On August 3 I was asked to resign, and was told that Sally Jo and I should not plan on attending the banquet. Soon after I resigned, Glad told Sky Ranch she was no longer interested in giving a chapel.
As August 22 approached, Carla and Jenna asked if they could attend the banquet. They knew that Sally Jo and I had been asked not to attend, but no one said they could not go. They knew many of their staff and camper friends would be there. Our kids loved Sky Ranch and left our home with great anticipation. They returned home several hours later, truly in shock. Sally Jo and I had never been mentioned during the entire evening – seven years of our lives passed over as if we never existed.

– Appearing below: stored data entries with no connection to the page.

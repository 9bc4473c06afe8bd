//! Confirmation port for restart-required transitions.
//!
//! When a committed hybrid mode change only takes effect after a restart,
//! the control asks the user whether to restart now or later.
//!
//! # Architecture
//!
//! Following the Ports and Adapters pattern:
//! - **Port**: [`ConfirmationPort`] - defined here in application layer
//! - **Adapter**: `InteractiveConfirmation` - implemented in presentation layer
//!
//! # Flow
//!
//! ```text
//! write_state(new) ok
//!        ↓
//! restart required?
//!        ↓ yes
//! ConfirmationPort::confirm("Restart required", ...)
//!        ↓
//! true  → RestartPort::restart()
//! false → refresh (multi-state) / nothing (binary)
//! ```
//!
//! # Built-in Implementations
//!
//! - [`AutoConfirm`] - Always answers "restart now"
//! - [`AutoDecline`] - Always answers "restart later"

use async_trait::async_trait;

/// Error type for confirmation prompts.
///
/// These errors represent failures of the prompt itself, not the user's
/// answer.
#[derive(Debug, Clone)]
pub enum ConfirmationError {
    /// User cancelled the prompt (e.g., via Ctrl+D).
    Cancelled,
    /// Input/output error (e.g., terminal read failure).
    IoError(String),
}

impl std::fmt::Display for ConfirmationError {
    fn fmt(&self, f: &mut std::fmt::Formatter<'_>) -> std::fmt::Result {
        match self {
            ConfirmationError::Cancelled => write!(f, "Prompt cancelled"),
            ConfirmationError::IoError(msg) => write!(f, "I/O error: {}", msg),
        }
    }
}

impl std::error::Error for ConfirmationError {}

/// Texts shown by a confirmation prompt.
#[derive(Debug, Clone, PartialEq, Eq)]
pub struct ConfirmationRequest {
    pub title: String,
    pub message: String,
    /// Label of the answer that returns `true`.
    pub affirmative: String,
    /// Label of the answer that returns `false`.
    pub negative: String,
}

impl ConfirmationRequest {
    pub const RESTART_NOW: &'static str = "Restart now";
    pub const RESTART_LATER: &'static str = "Restart later";

    pub fn new(title: impl Into<String>, message: impl Into<String>) -> Self {
        Self {
            title: title.into(),
            message: message.into(),
            affirmative: Self::RESTART_NOW.to_string(),
            negative: Self::RESTART_LATER.to_string(),
        }
    }

    /// Prompt of the multi-state control; names the newly selected mode.
    pub fn multi_state_restart(display_name: &str) -> Self {
        Self::new(
            "Restart required",
            format!(
                "Hybrid mode was set to {}. Restart your device to finish applying it.",
                display_name
            ),
        )
    }

    /// Prompt of the binary control.
    pub fn binary_restart() -> Self {
        Self::new(
            "Restart required",
            "Changing hybrid mode requires a restart. Restart your device to apply it.",
        )
    }
}

/// Port for asking the user to confirm an action.
///
/// # Implementations
///
/// - **Interactive (CLI)**: `InteractiveConfirmation` in presentation layer
/// - **Always yes**: [`AutoConfirm`]
/// - **Always no**: [`AutoDecline`]
#[async_trait]
pub trait ConfirmationPort: Send + Sync {
    /// Returns `true` for the affirmative answer, `false` for the negative one.
    async fn confirm(&self, request: &ConfirmationRequest) -> Result<bool, ConfirmationError>;
}

/// Answers every prompt affirmatively (`--yes`).
pub struct AutoConfirm;

#[async_trait]
impl ConfirmationPort for AutoConfirm {
    async fn confirm(&self, _request: &ConfirmationRequest) -> Result<bool, ConfirmationError> {
        Ok(true)
    }
}

/// Answers every prompt negatively (`--no-restart`).
///
/// This is the safe non-interactive mode: the change is committed and the
/// restart is left to the user.
pub struct AutoDecline;

#[async_trait]
impl ConfirmationPort for AutoDecline {
    async fn confirm(&self, _request: &ConfirmationRequest) -> Result<bool, ConfirmationError> {
        Ok(false)
    }
}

Carla’s response to the evening was: “Dad, if Christians would do this to you, they would do anything to anybody”. I had to agree.
I can quote “Cast all your anxiety on him because he cares for you.” — I Peter 5:7. I believed God cared for me, for my family – that heaven will be fair – but this did not remove the pain of the now!
I can work at “Forgetting what is behind and straining toward what is ahead, I press on toward the goal to win the prize for which God has called me heavenward in Christ Jesus.” — Philippians 4:13-14. But working at this though I did, bewilderment continued!
King David wrote: “My God, my God, why have you forsaken me? Why are you so far from saving me, so far from the words of my groaning? O my God, I cry out by day, but you do not answer, by night, and am not silent…I am a worm and not a man, scorned by men and despised by the people. All who see me mock me; they hurl insults, shaking their heads: ‘He trusts in the LORD; let the LORD rescue him. Let him deliver him, since he delights in him'”. These words from Psalm 22 also expressed the ache of Jesus on the cross.
If I stop here, either in my thinking or my writing, I further bury myself in despair. King David went on to write Psalm 23. “The LORD is my shepherd, I shall not be in want. He makes me lie down in green pastures, he leads me beside quiet waters, he restores my soul. He guides me in paths of righteousness for his name’s sake. Even though I walk through the valley of the shadow of death, I will fear no evil, for you are with me; your rod and your staff, they comfort me. You prepare a table before me in the presence of my enemies. You anoint my head with oil; my cup overflows. Surely goodness and love will follow me all the days of my life, and I will dwell in the house of the LORD forever.”
It was six months before I could see, that whereas some people meant what happened for evil, God meant it for good! Living In Partnership With God is hard work, because it requires faith, sometimes a blind, struggling faith, while the world beats us up. We should not hesitate to cry out as did the father of the demon filled son “I do believe; help me overcome my unbelief!” — Mark 9:24.